In 1833, the art gardener Michael Koch carried out expansion work on behalf of his employer, Reichsrat Count Franz Erwein von Schönborn-Wiesentheid, who owned the cave. He wanted to create a new exit in the southeast of the cave. He pierced a sinter blanket and discovered fossil bones. Thereupon he crawled into a small room which, in contrast to the previously known parts of the cave, was equipped with sinter forms. While doing so, on February 16, 1833, he felt a strong draft of air in the rear, narrowed part, which blew towards him from a narrow crevice in the rock. Thereupon, he and estate workers removed rock debris and clay and widened the crevice. On February 18, 1833, he undertook a first inspection of this widened crevice with the count's patrimonial judge Schmelzing from Weiher and the miller Hösch from the nearby Neumühle. They discovered new cavities richly decorated with dripstones, the present Sophie Cave. The excavated material was used to fill the shaft of the Klausstein Cave. The rooms separated from the Klausstein Cave by the overburden have a total length of about 200 meters and are now called Höschhöhle after the long-time owner of the Neumühle.

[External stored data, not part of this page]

use imgkit_image::{ops, DynImage, Image, ImageError, PixelDtype, PixelType};

/// Find the minimum and maximum values of an image, skipping NaN pixels.
///
/// The plain scan from [`imgkit_image::ops::min_max`] is tried first. If it
/// yields NaN the image must hold floats, and it is scanned again ignoring the
/// NaN values.
///
/// # Returns
///
/// `(min, max)` as floats, or `(NaN, NaN)` if the image is empty or every
/// value is NaN.
///
/// # Errors
///
/// Returns [`ImageError::NanMinMax`] if the plain scan gives NaN on an
/// integer image, which means the scan itself is broken.
///
/// # Example
///
/// ```
/// use imgkit_image::{Image, ImageSize};
/// use imgkit_imgproc::core::img_min_max;
///
/// let image = Image::<f32, 1>::new(
///     ImageSize { width: 3, height: 1 },
///     vec![2.0, f32::NAN, 5.0],
/// )
/// .unwrap();
///
/// assert_eq!(img_min_max(&image).unwrap(), (2.0, 5.0));
/// ```
pub fn img_min_max<T: PixelDtype, const C: usize>(
    image: &Image<T, C>,
) -> Result<(f32, f32), ImageError> {
    let Some((lo, hi)) = ops::min_max(image) else {
        return Ok((f32::NAN, f32::NAN));
    };

    if !(lo.is_nan() || hi.is_nan()) {
        return Ok((lo, hi));
    }

    if !T::PIXEL_TYPE.is_float() {
        return Err(ImageError::NanMinMax(T::PIXEL_TYPE.to_string()));
    }

    log::warn!("min/max gave NaN, rescanning {} values without NaN", image.as_slice().len());

    let (lo, hi) = image
        .as_slice()
        .iter()
        .map(|v| v.into_f32())
        .filter(|v| !v.is_nan())
        .fold((f32::MAX, -f32::MAX), |(lo, hi), v| (lo.min(v), hi.max(v)));

    // all values were NaN
    if hi < lo {
        return Ok((f32::NAN, f32::NAN));
    }

    Ok((lo, hi))
}

/// A summary of the values of an image.
#[derive(Clone, Debug, PartialEq)]
pub struct ImageStats {
    /// Short name of the pixel layout, e.g. `16U`.
    pub type_name: &'static str,
    /// Encoding of a single channel.
    pub pixel_type: PixelType,
    /// Width in pixels.
    pub width: usize,
    /// Height in pixels.
    pub height: usize,
    /// Number of channels.
    pub channels: usize,
    /// Number of non-zero pixels. Only counted for 8 and 16 bit images.
    pub nonzero_count: usize,
    /// Sum of all the pixels.
    pub sum: f32,
    /// Minimum value, as reported by the plain scan.
    pub min_val: f32,
    /// Maximum value, as reported by the plain scan.
    pub max_val: f32,
}

/// Compute some stats on the input image.
///
/// Only single-channel images get value statistics; for color images the
/// value fields stay at zero and NaN.
///
/// # Example
///
/// ```
/// use imgkit_image::{DynImage, Image};
/// use imgkit_imgproc::core::compute_stats;
///
/// let image = DynImage::Gray8(Image::new([4, 1].into(), vec![0, 3, 0, 9]).unwrap());
/// let stats = compute_stats(&image);
///
/// assert_eq!(stats.nonzero_count, 2);
/// assert_eq!(stats.sum, 12.0);
/// assert_eq!((stats.min_val, stats.max_val), (0.0, 9.0));
/// ```
pub fn compute_stats(image: &DynImage) -> ImageStats {
    let size = image.size();
    let mut stats = ImageStats {
        type_name: image.type_name(),
        pixel_type: image.pixel_type(),
        width: size.width,
        height: size.height,
        channels: image.num_channels(),
        nonzero_count: 0,
        sum: 0.0,
        min_val: f32::NAN,
        max_val: f32::NAN,
    };

    fn fill_values<T: PixelDtype>(stats: &mut ImageStats, image: &Image<T, 1>, count_nonzero: bool) {
        if count_nonzero {
            stats.nonzero_count = ops::count_non_zero(image);
        }
        if let Some((lo, hi)) = ops::min_max(image) {
            stats.sum = ops::sum(image) as f32;
            stats.min_val = lo;
            stats.max_val = hi;
        }
    }

    match image {
        DynImage::Gray8(img) => fill_values(&mut stats, img, true),
        DynImage::Gray16(img) => fill_values(&mut stats, img, true),
        DynImage::Gray32S(img) => fill_values(&mut stats, img, false),
        DynImage::Gray32F(img) => fill_values(&mut stats, img, false),
        DynImage::Bgr8(_) | DynImage::Bgra8(_) | DynImage::Bgr32F(_) => {}
    }

    stats
}

/// Create a profile of an image: the sum of each column or of each row.
///
/// # Arguments
///
/// * `image` - The input image.
/// * `vertical` - If true, sum down each column (one value per column),
///   otherwise sum along each row (one value per row).
///
/// # Example
///
/// ```
/// use imgkit_image::Image;
/// use imgkit_imgproc::core::profile;
///
/// let image = Image::<u8, 1>::new([3, 2].into(), vec![1, 2, 3, 4, 5, 6]).unwrap();
///
/// assert_eq!(profile(&image, true), vec![5.0, 7.0, 9.0]);
/// assert_eq!(profile(&image, false), vec![6.0, 15.0]);
/// ```
pub fn profile<T: PixelDtype>(image: &Image<T, 1>, vertical: bool) -> Vec<f32> {
    if vertical {
        let mut sums = vec![0f32; image.cols()];
        for row in image.rows_iter() {
            sums.iter_mut()
                .zip(row.iter())
                .for_each(|(s, v)| *s += v.into_f32());
        }
        sums
    } else {
        image
            .rows_iter()
            .map(|row| row.iter().map(|v| v.into_f32()).sum())
            .collect()
    }
}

Koch reported in detail to his count immediately after the discovery of the new cave rooms. To protect the cave, the count ordered its immediate closure. As a result, it could be preserved largely in its original state and was not deprived of its stalactite jewelry, as many other stalactite caves were. The discovery of the cave, which at that time was one of the most beautiful in Central Europe, was quickly spread in the newspapers.

In the newly discovered cave area about 40 partly sintered cave bear skulls, vertebrae, shoulder blades, limb bones and many individual teeth were found. Cave hyena skulls were also found. The best preserved bones came to the museum of the adjacent Rabenstein Castle at the instigation of the count. The Geological and Mineralogical Institute of the University of Erlangen also received isolated relics. However, the finds that were housed in the castle at that time have disappeared.

The count visited the cave on June 21, 1833, with his eldest son Erwin and his wife Sophie (born Countess zu Eltz). He then named the cave Sophienhöhle in honor of his daughter-in-law. He had the cave carefully prepared for visitors with stairways and pathways. During the development measures, the Maple Hole and the Klausstein Cave were completely leveled. After the discovery of the cave, numerous scholars came to study it more closely.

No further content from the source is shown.